Já como cirurgião após a residência médica estabeleceu-se com mais dois amigos médicos em Iruí. A cidade contava com uma modesta Santa Casa, mas não havia um grupo que atendesse cirurgias.

Agora quatro anos após sua volta estava casado com Adelina, enfermeira formada em Ribeirão Preto e que trabalhava com o grupo. Os pacientes gostavam do jovem doutor e vinham das cidades vizinhas se consultarem.

Acabrunhado, o Dr. Júlio caminhava sozinho do portão do cemitério para casa. Adelina tinha saído bem antes guiando o carro da família. Tinha recusado os vários oferecimentos de carona. Queria pensar...
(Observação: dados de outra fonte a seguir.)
#[cfg(test)]
mod tests {
    use super::*;

    const ADDR: &str = "0x71C7656EC7ab88b098defB751B7401B5f6d8976F";

    fn accounts(list: &[&str]) -> Vec<String> {
        list.iter().map(|s| s.to_string()).collect()
    }

    #[test]
    fn test_connected_state_holds_address() {
        let state = ConnectionState::connected(ADDR);
        assert!(state.is_connected());
        assert_eq!(state.address(), Some(ADDR));

        let empty = ConnectionState::connected("  ");
        assert!(!empty.is_connected());
        assert_eq!(empty.address(), None);
    }

    #[test]
    fn test_save_then_load() {
        let store = MemoryStore::new();
        ConnectionState::connected(ADDR).save(&store).unwrap();

        assert_eq!(store.get(ADDRESS_KEY).unwrap().as_deref(), Some(ADDR));
        assert_eq!(store.get(CONNECTED_KEY).unwrap().as_deref(), Some("true"));
        assert_eq!(
            ConnectionState::load(&store).unwrap(),
            ConnectionState::connected(ADDR)
        );
    }

    #[test]
    fn test_disconnect_clears_both_keys() {
        let store = MemoryStore::new();
        ConnectionState::connected(ADDR).save(&store).unwrap();
        assert_eq!(store.len(), 2);

        ConnectionState::clear(&store).unwrap();
        assert!(store.is_empty());
        assert_eq!(store.get(ADDRESS_KEY).unwrap(), None);
        assert_eq!(store.get(CONNECTED_KEY).unwrap(), None);
    }

    #[test]
    fn test_saving_disconnected_state_clears_keys() {
        let store = MemoryStore::new();
        ConnectionState::connected(ADDR).save(&store).unwrap();
        ConnectionState::disconnected().save(&store).unwrap();
        assert!(store.is_empty());
    }

    #[test]
    fn test_load_requires_flag_and_address() {
        let store = MemoryStore::new();
        assert_eq!(
            ConnectionState::load(&store).unwrap(),
            ConnectionState::disconnected()
        );

        store.set(ADDRESS_KEY, ADDR).unwrap();
        assert!(!ConnectionState::load(&store).unwrap().is_connected());

        store.set(CONNECTED_KEY, "false").unwrap();
        assert!(!ConnectionState::load(&store).unwrap().is_connected());

        store.set(CONNECTED_KEY, "true").unwrap();
        store.set(ADDRESS_KEY, "").unwrap();
        assert!(!ConnectionState::load(&store).unwrap().is_connected());
    }

    #[test]
    fn test_zero_accounts_resets_to_disconnected() {
        let mut state = WalletState::Connected {
            address: ADDR.to_string(),
        };
        assert_eq!(state.apply_accounts(&[]), AccountsChange::Disconnected);
        assert_eq!(state, WalletState::Disconnected);
        assert_eq!(state.address(), None);

        assert_eq!(state.apply_accounts(&[]), AccountsChange::Unchanged);
    }

    #[test]
    fn test_first_account_becomes_active() {
        let mut state = WalletState::Disconnected;
        let change = state.apply_accounts(&accounts(&[ADDR, "0xdead"]));
        assert_eq!(change, AccountsChange::Switched(ADDR.to_string()));
        assert_eq!(state.address(), Some(ADDR));

        let change = state.apply_accounts(&accounts(&["0xbeef"]));
        assert_eq!(change, AccountsChange::Switched("0xbeef".to_string()));
    }

    #[test]
    fn test_same_account_in_other_case_is_unchanged() {
        let mut state = WalletState::Connected {
            address: ADDR.to_string(),
        };
        let lower = ADDR.to_lowercase();
        assert_eq!(state.apply_accounts(&accounts(&[&lower])), AccountsChange::Unchanged);
        assert_eq!(state.address(), Some(ADDR));
    }

    #[test]
    fn test_connecting_is_not_connected() {
        let state = WalletState::Connecting;
        assert!(!state.is_connected());
        assert!(state.is_connecting());
        assert_eq!(state.to_connection_state(), ConnectionState::disconnected());
    }

    /// Store whose writes always fail.
    struct ReadOnlyStore;

    impl SessionStore for ReadOnlyStore {
        fn get(&self, _key: &str) -> Result<Option<String>> {
            Ok(None)
        }

        fn set(&self, key: &str, _value: &str) -> Result<()> {
            Err(AppError::Storage(format!("write {}: quota exceeded", key)))
        }

        fn remove(&self, key: &str) -> Result<()> {
            Err(AppError::Storage(format!("remove {}: quota exceeded", key)))
        }
    }

    fn connected(address: &str) -> WalletState {
        WalletState::Connected {
            address: address.to_string(),
        }
    }

    #[test]
    fn test_connect_with_accounts_persists_first() {
        let store = MemoryStore::new();
        let outcome = resolve_accounts(&WalletState::Connecting, &accounts(&[ADDR, "0xdead"]), &store);

        assert_eq!(outcome.state, connected(ADDR));
        assert_eq!(outcome.change, AccountsChange::Switched(ADDR.to_string()));
        assert_eq!(outcome.storage_error, None);
        assert_eq!(ConnectionState::load(&store).unwrap(), ConnectionState::connected(ADDR));
    }

    #[test]
    fn test_connect_with_zero_accounts_resets_and_clears() {
        let store = MemoryStore::new();
        ConnectionState::connected("0xold").save(&store).unwrap();

        let outcome = resolve_accounts(&WalletState::Connecting, &[], &store);

        assert_eq!(outcome.state, WalletState::Disconnected);
        assert!(outcome.is_change());
        assert!(store.is_empty());
    }

    #[test]
    fn test_restore_without_provider_clears_storage() {
        let store = MemoryStore::new();
        ConnectionState::connected(ADDR).save(&store).unwrap();

        assert_eq!(plan_restore(&store, false).unwrap(), RestorePlan::Cleared);
        assert!(store.is_empty());
    }

    #[test]
    fn test_restore_with_provider_asks_for_confirmation() {
        let store = MemoryStore::new();
        assert_eq!(plan_restore(&store, true).unwrap(), RestorePlan::Nothing);

        ConnectionState::connected(ADDR).save(&store).unwrap();
        assert_eq!(plan_restore(&store, true).unwrap(), RestorePlan::Confirm(connected(ADDR)));
        assert_eq!(store.len(), 2);
    }

    #[test]
    fn test_restore_confirmed_with_zero_accounts_resets() {
        let store = MemoryStore::new();
        ConnectionState::connected(ADDR).save(&store).unwrap();

        let outcome = resolve_accounts(&connected(ADDR), &[], &store);

        assert_eq!(outcome.state, WalletState::Disconnected);
        assert_eq!(outcome.change, AccountsChange::Disconnected);
        assert!(store.is_empty());
    }

    #[test]
    fn test_restore_confirmed_with_same_account_is_unchanged() {
        let store = MemoryStore::new();
        ConnectionState::connected(ADDR).save(&store).unwrap();

        let outcome = resolve_accounts(&connected(ADDR), &accounts(&[ADDR.to_lowercase().as_str()]), &store);

        assert!(!outcome.is_change());
        assert_eq!(outcome.state, connected(ADDR));
        assert_eq!(store.get(ADDRESS_KEY).unwrap().as_deref(), Some(ADDR));
    }

    #[test]
    fn test_accounts_changed_ignored_while_disconnected() {
        let store = MemoryStore::new();
        for current in [WalletState::Disconnected, WalletState::Connecting] {
            let outcome = accounts_changed(&current, &accounts(&[ADDR]), &store);
            assert_eq!(outcome.state, current);
            assert!(!outcome.is_change());
        }
        assert!(store.is_empty());
    }

    #[test]
    fn test_accounts_changed_switch_persists_new_address() {
        let store = MemoryStore::new();
        ConnectionState::connected(ADDR).save(&store).unwrap();

        let outcome = accounts_changed(&connected(ADDR), &accounts(&["0xbeef"]), &store);

        assert_eq!(outcome.change, AccountsChange::Switched("0xbeef".to_string()));
        assert_eq!(store.get(ADDRESS_KEY).unwrap().as_deref(), Some("0xbeef"));
        assert_eq!(store.get(CONNECTED_KEY).unwrap().as_deref(), Some("true"));
    }

    #[test]
    fn test_accounts_changed_to_empty_clears_storage() {
        let store = MemoryStore::new();
        ConnectionState::connected(ADDR).save(&store).unwrap();

        let outcome = accounts_changed(&connected(ADDR), &[], &store);

        assert_eq!(outcome.change, AccountsChange::Disconnected);
        assert_eq!(outcome.state, WalletState::Disconnected);
        assert!(store.is_empty());
    }

    #[test]
    fn test_same_account_notification_is_not_a_change() {
        // Wallets re-announce the active account on unlock, sometimes in
        // another letter case.
        let outcome = accounts_changed(&connected(ADDR), &accounts(&[ADDR.to_lowercase().as_str()]), &ReadOnlyStore);

        assert!(!outcome.is_change());
        assert_eq!(outcome.state, connected(ADDR));
        assert_eq!(outcome.storage_error, None);
    }

    #[test]
    fn test_storage_failure_does_not_block_transition() {
        let outcome = resolve_accounts(&WalletState::Connecting, &accounts(&[ADDR]), &ReadOnlyStore);

        assert_eq!(outcome.state, connected(ADDR));
        assert!(matches!(outcome.storage_error, Some(AppError::Storage(_))));
    }

    #[test]
    fn test_connection_state_json_shape() {
        let json = serde_json::to_value(ConnectionState::connected(ADDR)).unwrap();
        assert_eq!(json["address"], ADDR);
        assert_eq!(json["isConnected"], true);
    }
}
O que fazer? Poderia renunciar e então? Assumiria o Genivaldo, presidente da câmara municipal. Corrupto como ele só! Não. Teria que assumir o cargo. Sentiu que devia isso ao amigo morto. Era a possibilidade de tirar aquela gente de lá e fazer algo pelo povo. Adelina o tinha incentivado a aceitar o cargo. 

Creio que ela confia mais em mim do que eu mesmo! Era o que Júlio dizia para si. Não vou decepcioná-la.
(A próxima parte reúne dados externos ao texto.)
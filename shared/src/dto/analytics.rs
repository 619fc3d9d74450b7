use serde::{Deserialize, Serialize};

use super::portfolio::AllocationSlice;

/// Portfolio value at the end of a period
#[derive(Debug, Clone, Serialize, Deserialize, PartialEq)]
pub struct PerformancePoint {
    pub label: String,
    pub value: f64,
}

/// Deposit and withdrawal volume for one month
#[derive(Debug, Clone, Serialize, Deserialize, PartialEq)]
pub struct TransactionVolume {
    pub month: String,
    pub deposits: f64,
    pub withdrawals: f64,
}

impl TransactionVolume {
    pub fn net_flow(&self) -> f64 {
        self.deposits - self.withdrawals
    }
}

/// Everything the analytics page draws
#[derive(Debug, Clone, Serialize, Deserialize, PartialEq)]
pub struct AnalyticsData {
    pub allocation: Vec<AllocationSlice>,
    pub performance: Vec<PerformancePoint>,
    pub transactions: Vec<TransactionVolume>,
}

impl AnalyticsData {
    /// Change from the first to the last performance point, in percent.
    pub fn performance_change_pct(&self) -> Option<f64> {
        let first = self.performance.first()?.value;
        let last = self.performance.last()?.value;
        if first == 0.0 {
            return None;
        }
        Some((last - first) / first * 100.0)
    }
}
//! Browser-facing services: wallet provider, local storage, data sources

pub mod portfolio;
pub mod storage;
pub mod wallet;
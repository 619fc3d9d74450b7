//! Asseti Web App - Leptos Frontend
//!
//! Root component: provides configuration and wallet state, then routes the
//! three views inside the layout and the error boundary.

use leptos::prelude::*;
use leptos_router::{
    components::{Redirect, Route, Router, Routes},
    hooks::use_location,
    path,
};

use crate::components::{AppErrorBoundary, Layout};
use crate::config::{provide_app_config, AppConfig};
use crate::pages::{AnalyticsPage, HomePage, PortfolioPage};
use crate::state::wallet::provide_wallet_context;
use crate::utils::routes::AppRoute;

#[component]
pub fn App(config: AppConfig) -> impl IntoView {
    let network = config.network.clone();
    provide_app_config(config);
    provide_wallet_context(network);

    view! {
        <Router>
            <AppErrorBoundary>
                <Layout>
                    <Routes fallback=UnknownRoute>
                        <Route path=path!("/") view=HomePage/>
                        <Route path=path!("/portfolio") view=PortfolioPage/>
                        <Route path=path!("/analytics") view=AnalyticsPage/>
                    </Routes>
                </Layout>
            </AppErrorBoundary>
        </Router>
    }
}

/// Sends any path outside the route table back to the landing page.
#[component]
fn UnknownRoute() -> impl IntoView {
    let path = use_location().pathname.get_untracked();
    let target = AppRoute::redirect_for(&path).unwrap_or(AppRoute::Home.path());
    log::info!("unknown path {}, redirecting to {}", path, target);

    view! { <Redirect path=target/> }
}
De fato, no dia seguinte o Dr. Júlio informou que assumiria a prefeitura. A posse se deu dois dias depois na sala da câmara. Acabada a cerimônia já havia a fila do Genivaldo e seus coligados pedindo conversas em particular. O novo prefeito, que era inexperiente, mas não inocente, marcou só para a outra semana. Queria antes se inteirar da situação da prefeitura. Com a ajuda de um contador e de dois vereadores nos quais o Antenor confiava, logo descobriram as mutretas disfarçadas nos balanços dos gastos do governo anterior. Os roubos mais vultosos eram nas contratações de serviços em valores muito mais altos que os normalmente praticados. Logo viram os nomes de firmas de fora da cidade que se revelaram serem de parentes do tal Genivaldo. Eram fornecedores de alimentos para as escolas, creches e para o hospital da cidade.

Assim na semana seguinte o Dr. Júlio estava bem preparado para a visita do Genivaldo.

Quando eles vão abrir o jogo depois desse lero-lero? Será que a gravação vai sair boa? Pensou, olhando disfarçadamente para a gaveta entreaberta onde tinha colocado o gravador.

Lá pelas tantas, tomados os cafezinhos, o Genivaldo, com voz mansa, começou:

O doutor vai ver que não é difícil ser prefeito. A gente resolve quase tudo na câmara. Tirando uns três abelhudos, dá certo. Pode contar conosco. Tem boas oportunidades. Já percebi que sua casa tá precisando de uma reforminha. Dá pra arrumar fácil. Também tá na hora de o senhor trocar o carro, não é? Uma pessoa de sua posição na cidade...  Não fica bem andar com a pick-up do jeito que está...

O honesto Dr. Júlio se fez de bobo, não disse sim nem não. Ficou de conversarem em uns dois dias. Tempo que ele usou para procurar o Ministério Público em Bastos e fazer a denúncia levando o gravador que foi suficiente para convencer o promotor a abrir o inquérito.

O que o jovem prefeito fez foi cancelar todos os contratos suspeitos. Foi um escândalo. Com muitas repercussões. Chegaram a pichar o muro de sua casa com ameaças.

Mas quando a notícia das falcatruas se espalhou, o povo apoiou o Dr. Júlio. 

Tinham elegido o Antenor e seu vice para se livrar dos corruptos. Os 
vereadores, muitos da turma do Genivaldo, se bandearam para o lado do novo prefeito. Temiam não serem reeleitos.

Assim o novato e honesto prefeito fez um ótimo governo na prefeitura. Apenas um mandato. Não era sua ambição. Mas os moradores da pequena Iacri sabiam agora como podia ser uma boa administração.